Sarah Norat-Phillips says:

August 29, 2014 at 5:22 pm

Harry–Ancient history, I guess but thanks for the column on the break-up of the Newspaper Broadcast companies. Having had the privilege of working proudly for Tribune Company for going-on twenty nine years and prior to that eight years at NAB, I lived the Ban. Rarely noted is that when the Ban was adopted in 1975, the Commission acknowledged that their research documented that cross owned stations broadcast more and superior news and public affairs programing than all other TV stations be they network O & Os or others. The very thin intellectual predicate was an expressed hope that more and different ownership might engender a more diverse and robust marketplace of ideas and viewpoints. It was a subset of the “scarcity” rationale. No need to rehash the assertion held by many that the Rule actually starts from the Nixon Administration’s animus against the Washington Post. Debunk that assertion if you wish, but it certainly spooked the Post into swapping its Washington station with the Detroit Evening News. Clearly, the Post felt threatened. At the same time,, Tribune held tight with WGN and WPIX launched by its Chicago Tribune and New York Daily News respectively. The eventual Supreme Court decision did not require major market break-ups but did acknowledge that future technology might be a basis for revisiting “scarcity” rationale. Clearly,They were uncomfortable. They were close to trampling on the First Amendment and they knew it.
Since then, Tribune aggressively grew our Company, and more than once went up against the Ban. Our purchase of the Renaissance stations in 1996 and later the Times Mirror acquisition in 2000. In both instances, the Commission and the Hill for that matter would threaten us with forced divestiture. I At the last moment, their internal legal analyses, I assume, concluded how shaky the “scarcity” rationale underpinning the Rule truly was.
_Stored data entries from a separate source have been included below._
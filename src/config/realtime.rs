//! Realtime hub configuration

use serde::Deserialize;
use std::time::Duration;

use super::error::ValidationError;

/// Tunables of the WebSocket event hub.
#[derive(Debug, Clone, Deserialize)]
pub struct RealtimeConfig {
    /// Capacity of the sync batch queue; overflow is dropped
    #[serde(default = "default_event_queue_capacity")]
    pub event_queue_capacity: usize,

    #[serde(default = "default_keepalive_interval")]
    pub keepalive_interval_secs: u64,

    #[serde(default = "default_ping_timeout")]
    pub ping_timeout_secs: u64,

    #[serde(default = "default_write_timeout")]
    pub write_timeout_secs: u64,

    /// Largest accepted inbound frame
    #[serde(default = "default_max_message_bytes")]
    pub max_message_bytes: usize,

    #[serde(default = "default_duplicate_debounce")]
    pub duplicate_debounce_ms: u64,

    #[serde(default = "default_fingerprint_retention")]
    pub fingerprint_retention_secs: u64,

    #[serde(default = "default_fingerprint_prune_interval")]
    pub fingerprint_prune_interval_secs: u64,
}

impl RealtimeConfig {
    pub fn keepalive_interval(&self) -> Duration {
        Duration::from_secs(self.keepalive_interval_secs)
    }

    pub fn ping_timeout(&self) -> Duration {
        Duration::from_secs(self.ping_timeout_secs)
    }

    pub fn write_timeout(&self) -> Duration {
        Duration::from_secs(self.write_timeout_secs)
    }

    pub fn duplicate_debounce(&self) -> Duration {
        Duration::from_millis(self.duplicate_debounce_ms)
    }

    pub fn fingerprint_retention(&self) -> Duration {
        Duration::from_secs(self.fingerprint_retention_secs)
    }

    pub fn fingerprint_prune_interval(&self) -> Duration {
        Duration::from_secs(self.fingerprint_prune_interval_secs)
    }

    /// Validate realtime configuration
    pub fn validate(&self) -> Result<(), ValidationError> {
        let required = [
            ("REALTIME__EVENT_QUEUE_CAPACITY", self.event_queue_capacity as u64),
            ("REALTIME__KEEPALIVE_INTERVAL_SECS", self.keepalive_interval_secs),
            ("REALTIME__PING_TIMEOUT_SECS", self.ping_timeout_secs),
            ("REALTIME__WRITE_TIMEOUT_SECS", self.write_timeout_secs),
            ("REALTIME__MAX_MESSAGE_BYTES", self.max_message_bytes as u64),
            ("REALTIME__DUPLICATE_DEBOUNCE_MS", self.duplicate_debounce_ms),
            ("REALTIME__FINGERPRINT_RETENTION_SECS", self.fingerprint_retention_secs),
            (
                "REALTIME__FINGERPRINT_PRUNE_INTERVAL_SECS",
                self.fingerprint_prune_interval_secs,
            ),
        ];
        if let Some(&(name, _)) = required.iter().find(|(_, value)| *value == 0) {
            return Err(ValidationError::ZeroValue(name));
        }
        if self.duplicate_debounce() >= self.fingerprint_retention() {
            return Err(ValidationError::DebounceExceedsRetention);
        }
        Ok(())
    }
}

impl Default for RealtimeConfig {
    fn default() -> Self {
        Self {
            event_queue_capacity: default_event_queue_capacity(),
            keepalive_interval_secs: default_keepalive_interval(),
            ping_timeout_secs: default_ping_timeout(),
            write_timeout_secs: default_write_timeout(),
            max_message_bytes: default_max_message_bytes(),
            duplicate_debounce_ms: default_duplicate_debounce(),
            fingerprint_retention_secs: default_fingerprint_retention(),
            fingerprint_prune_interval_secs: default_fingerprint_prune_interval(),
        }
    }
}

fn default_event_queue_capacity() -> usize {
    512
}

fn default_keepalive_interval() -> u64 {
    30
}

fn default_ping_timeout() -> u64 {
    5
}

fn default_write_timeout() -> u64 {
    5
}

fn default_max_message_bytes() -> usize {
    64 * 1024
}

fn default_duplicate_debounce() -> u64 {
    250
}

fn default_fingerprint_retention() -> u64 {
    30
}

fn default_fingerprint_prune_interval() -> u64 {
    5
}
//! Beeper Realtime - WebSocket event hub for the Beeper Desktop API
//!
//! This crate turns the sync stream of a Matrix chat client into coarse
//! chat and message change events and pushes them to subscribed WebSocket
//! clients.

pub mod adapters;
pub mod config;
pub mod domain;
pub mod ports;
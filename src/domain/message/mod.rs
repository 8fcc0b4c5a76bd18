//! Message module - the wire representation of chat messages.

mod mapping;
mod types;

pub use mapping::{collect_reactions, map_event_to_message, MessageContext};
pub use types::{Attachment, AttachmentSize, Message, MessageType, Reaction};
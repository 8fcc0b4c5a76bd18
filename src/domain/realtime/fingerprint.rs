//! Content fingerprints of domain events.
//!
//! Two events that look identical to a subscriber (same kind, chat, IDs and
//! message content) hash to the same value. Timestamps are volatile across
//! repeated sync notifications and are excluded.

use std::collections::BTreeMap;

use serde_json::{json, Map, Value};
use sha2::{Digest, Sha256};

use super::domain_event::DomainEvent;

/// Keys dropped at any depth before hashing.
const VOLATILE_KEYS: &[&str] = &["ts", "timestamp"];

/// Computes the hex SHA-256 fingerprint of an event and its hydrated entries.
pub fn fingerprint(event: &DomainEvent, entries: &[Value]) -> String {
    let mut document = json!({
        "type": event.kind.as_str(),
        "chatID": event.chat_id,
        "ids": event.ids,
    });
    if !entries.is_empty() {
        document["entries"] = Value::Array(entries.iter().map(strip_volatile).collect());
    }
    // Entry objects are rebuilt in key order, so the serialized form is canonical.
    let canonical = document.to_string();
    hex::encode(Sha256::digest(canonical.as_bytes()))
}

fn strip_volatile(value: &Value) -> Value {
    match value {
        Value::Object(map) => {
            let sorted: BTreeMap<&String, Value> = map
                .iter()
                .filter(|(key, _)| !VOLATILE_KEYS.contains(&key.as_str()))
                .map(|(key, v)| (key, strip_volatile(v)))
                .collect();
            Value::Object(
                sorted
                    .into_iter()
                    .map(|(key, v)| (key.clone(), v))
                    .collect::<Map<String, Value>>(),
            )
        }
        Value::Array(items) => Value::Array(items.iter().map(strip_volatile).collect()),
        other => other.clone(),
    }
}
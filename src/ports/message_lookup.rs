//! MessageLookup port - Resolves message IDs into wire messages.

use async_trait::async_trait;

use crate::domain::message::Message;

use super::ChatReaderError;

/// Port for hydrating message IDs of one chat.
#[async_trait]
pub trait MessageLookup: Send + Sync {
    /// Returns the messages for `ids` in request order.
    ///
    /// IDs that are unknown, belong to another chat, or do not render as a
    /// message (redacted, edits, state) are skipped silently.
    async fn lookup_events_by_id(
        &self,
        chat_id: &str,
        ids: &[String],
    ) -> Result<Vec<Message>, ChatReaderError>;
}
//! Derivation of domain events from one sync batch.
//!
//! # Rules
//!
//! ```text
//! left room                        → chat.deleted  [chatID]
//! meta / state / account data /
//!   timeline changed               → chat.upserted [chatID]
//! m.room.redaction → $target       → message.deleted  $target
//! event with redacted_by           → message.deleted  own ID
//! m.room.message / m.sticker       → chat.upserted + message.upserted own ID
//! m.reaction → $target             → chat.upserted + message.upserted $target
//! m.replace edit → $original       → chat.upserted + message.upserted $original
//! member / name / avatar / topic   → chat.upserted
//! ```
//!
//! An ID that is both upserted and deleted within one batch is only
//! reported as deleted.

use std::collections::BTreeSet;

use crate::domain::sync::{event_type, RawEvent, RoomSync, SyncBatch};

use super::domain_event::{DomainEvent, DomainEventKind};

/// Maps one sync batch to the domain events it implies.
///
/// Deterministic: left rooms first, then touched rooms in room-ID order,
/// each emitting chat → message upsert → message delete.
pub fn map_sync_batch(batch: &SyncBatch) -> Vec<DomainEvent> {
    let mut output = Vec::with_capacity(batch.rooms.len() * 2 + batch.left_rooms.len());

    for left_room in &batch.left_rooms {
        let chat_id = left_room.trim();
        if !chat_id.is_empty() {
            output.push(DomainEvent::chat_deleted(chat_id));
        }
    }

    for (room_id, room) in &batch.rooms {
        let chat_id = room_id.trim();
        if chat_id.is_empty() {
            continue;
        }
        map_room(chat_id, room, &mut output);
    }

    output
}

#[derive(Default)]
struct RoomChanges {
    touched: bool,
    upserted: BTreeSet<String>,
    deleted: BTreeSet<String>,
}

impl RoomChanges {
    fn classify(&mut self, event: &RawEvent) {
        let evt_type = event.effective_type();

        if evt_type == event_type::REDACTION {
            if let Some(target) = event.relates_to() {
                self.deleted.insert(target.to_string());
            }
        } else if event.is_redacted() {
            let id = event.event_id.trim();
            if !id.is_empty() {
                self.deleted.insert(id.to_string());
            }
        } else if event_type::is_message_like(evt_type) {
            self.touched = true;
            if let Some(target) = upsert_target(event, evt_type) {
                self.upserted.insert(target.to_string());
            }
        } else if event_type::is_chat_state(evt_type) {
            self.touched = true;
        }
    }
}

fn upsert_target<'a>(event: &'a RawEvent, evt_type: &str) -> Option<&'a str> {
    let redirect = evt_type == event_type::REACTION || event.is_edit();
    let target = match event.relates_to() {
        Some(related) if redirect => related,
        _ => event.event_id.trim(),
    };
    (!target.is_empty()).then_some(target)
}

fn map_room(chat_id: &str, room: &RoomSync, output: &mut Vec<DomainEvent>) {
    let mut changes = RoomChanges {
        touched: room.metadata_changed()
            || room.state_changed()
            || room.account_data_changed()
            || room.timeline_changed(),
        ..Default::default()
    };

    for event in &room.events {
        changes.classify(event);
    }

    let RoomChanges {
        touched,
        mut upserted,
        deleted,
    } = changes;
    upserted.retain(|id| !deleted.contains(id));

    if touched {
        output.push(DomainEvent::chat_upserted(chat_id));
    }
    if !upserted.is_empty() {
        output.push(DomainEvent::for_messages(
            DomainEventKind::MessageUpserted,
            chat_id,
            upserted,
        ));
    }
    if !deleted.is_empty() {
        output.push(DomainEvent::for_messages(
            DomainEventKind::MessageDeleted,
            chat_id,
            deleted,
        ));
    }
}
Tribune would be granted the necessary language. The transactions closed. Irrespective,the Cross Ownership Rule without any factual basis would remain. When the Federal 3rd Circuit in its highly critical opinion,stayed the Commission’s Omnibus Five Part Ruling more than a decade ago, it noted one exception. On major market Broadcast Newspaper Cross Ownership, it wrote that relief is “supported by record evidence” enhances “localism” and does no harm to “diversity”. Powerful words, indeed.. Several legislatively-mandated FCC Quadrennial Broadcast Ownership Rulemakings later and this Rule which has never had a factual predicate remains. With all these companies recognizing today’s media marketplace by splitting up, the one constant is the anachronistic Ban. From inception to the present, its tortured history, is a black mark on our regulatory process. It never had a factual basis and now it doesn’t make any difference, it still remains.

Ellen Samrock says:

August 29, 2014 at 9:30 pm

But isn’t that typical of Capitol Hill politicos? They’re either hopelessly mired in the past, still trying to regulate Western Union’s monopoly on the telegraph (never mind that they stopped telegraph service in 2006) or swept up in someone else’s magical thinking of the future (“According to Cisco, one day the world will use holographic locomotives to transport goods. We need to regulate it.”) They never get it right. In the meantime, businesses, like Tribune, Gannett and others, try to survive amid the regulatory fallout and convoluted craziness. Pres. Reagan had it right, ‘government is the problem.’ Always has been, always will be.

robert russo says:

September 1, 2014 at 3:39 pm

CORRECTION: Gannett’s TV company will NOT keep the Gannett name. That will go to the newspaper side. A name for the TV company has not yet been announced. Please fix.